(Beginning of DATASET EXTRACT)
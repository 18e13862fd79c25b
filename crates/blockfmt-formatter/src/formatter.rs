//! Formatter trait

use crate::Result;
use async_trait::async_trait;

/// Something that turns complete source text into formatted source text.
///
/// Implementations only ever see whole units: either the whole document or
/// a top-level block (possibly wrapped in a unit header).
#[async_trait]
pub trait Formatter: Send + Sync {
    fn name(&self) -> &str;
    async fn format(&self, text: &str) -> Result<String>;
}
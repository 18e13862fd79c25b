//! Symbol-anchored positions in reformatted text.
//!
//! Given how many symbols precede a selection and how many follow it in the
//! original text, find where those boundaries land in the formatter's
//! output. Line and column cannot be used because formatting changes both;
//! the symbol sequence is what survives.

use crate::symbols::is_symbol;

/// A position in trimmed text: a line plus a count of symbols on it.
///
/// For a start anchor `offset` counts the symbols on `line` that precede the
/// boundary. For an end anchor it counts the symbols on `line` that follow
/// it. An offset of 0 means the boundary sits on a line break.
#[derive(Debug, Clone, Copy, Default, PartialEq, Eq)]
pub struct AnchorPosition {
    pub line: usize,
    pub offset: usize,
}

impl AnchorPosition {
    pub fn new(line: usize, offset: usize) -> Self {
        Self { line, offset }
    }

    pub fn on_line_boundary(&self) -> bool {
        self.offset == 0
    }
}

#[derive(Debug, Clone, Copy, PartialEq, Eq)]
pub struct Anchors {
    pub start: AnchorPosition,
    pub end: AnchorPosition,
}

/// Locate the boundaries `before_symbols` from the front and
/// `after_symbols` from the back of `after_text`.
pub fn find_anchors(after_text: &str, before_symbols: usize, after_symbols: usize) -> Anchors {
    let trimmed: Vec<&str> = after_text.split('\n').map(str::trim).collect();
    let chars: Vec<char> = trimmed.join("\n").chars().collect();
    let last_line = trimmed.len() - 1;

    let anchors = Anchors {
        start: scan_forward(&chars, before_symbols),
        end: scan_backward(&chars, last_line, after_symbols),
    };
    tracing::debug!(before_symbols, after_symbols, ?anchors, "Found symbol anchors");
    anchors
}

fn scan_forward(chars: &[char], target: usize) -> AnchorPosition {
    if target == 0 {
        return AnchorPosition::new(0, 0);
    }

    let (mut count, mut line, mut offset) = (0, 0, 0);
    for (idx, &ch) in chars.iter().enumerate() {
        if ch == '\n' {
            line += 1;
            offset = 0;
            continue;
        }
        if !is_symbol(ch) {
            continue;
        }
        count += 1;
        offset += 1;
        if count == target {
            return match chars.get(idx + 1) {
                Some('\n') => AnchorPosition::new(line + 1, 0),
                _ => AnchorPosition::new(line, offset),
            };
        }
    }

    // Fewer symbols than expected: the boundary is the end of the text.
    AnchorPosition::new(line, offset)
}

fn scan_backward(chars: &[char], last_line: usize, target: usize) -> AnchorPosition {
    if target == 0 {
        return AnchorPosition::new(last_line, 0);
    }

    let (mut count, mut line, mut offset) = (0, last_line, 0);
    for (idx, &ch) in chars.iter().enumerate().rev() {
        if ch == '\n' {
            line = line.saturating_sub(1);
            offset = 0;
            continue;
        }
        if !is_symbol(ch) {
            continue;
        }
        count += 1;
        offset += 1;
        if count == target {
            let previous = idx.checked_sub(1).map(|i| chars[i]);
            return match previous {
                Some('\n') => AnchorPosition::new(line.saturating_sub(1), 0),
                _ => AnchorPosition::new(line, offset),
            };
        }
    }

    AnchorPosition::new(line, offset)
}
(End of DATASET EXTRACT)
**INSTRUCTIONS FOR THE TASK**
The reply must consist solely of the lines from the one containing "of the text." through the last line of the data, reproduced exactly.

**ANSWER TO THIS PROBLEM**
    // Fewer symbols than expected: the boundary is the end of the text.
    AnchorPosition::new(line, offset)
}

fn scan_backward(chars: &[char], last_line: usize, target: usize) -> AnchorPosition {
    if target == 0 {
        return AnchorPosition::new(last_line, 0);
    }

    let (mut count, mut line, mut offset) = (0, last_line, 0);
    for (idx, &ch) in chars.iter().enumerate().rev() {
        if ch == '\n' {
            line = line.saturating_sub(1);
            offset = 0;
            continue;
        }
        if !is_symbol(ch) {
            continue;
        }
        count += 1;
        offset += 1;
        if count == target {
            let previous = idx.checked_sub(1).map(|i| chars[i]);
            return match previous {
                Some('\n') => AnchorPosition::new(line.saturating_sub(1), 0),
                _ => AnchorPosition::new(line, offset),
            };
        }
    }

    AnchorPosition::new(line, offset)
}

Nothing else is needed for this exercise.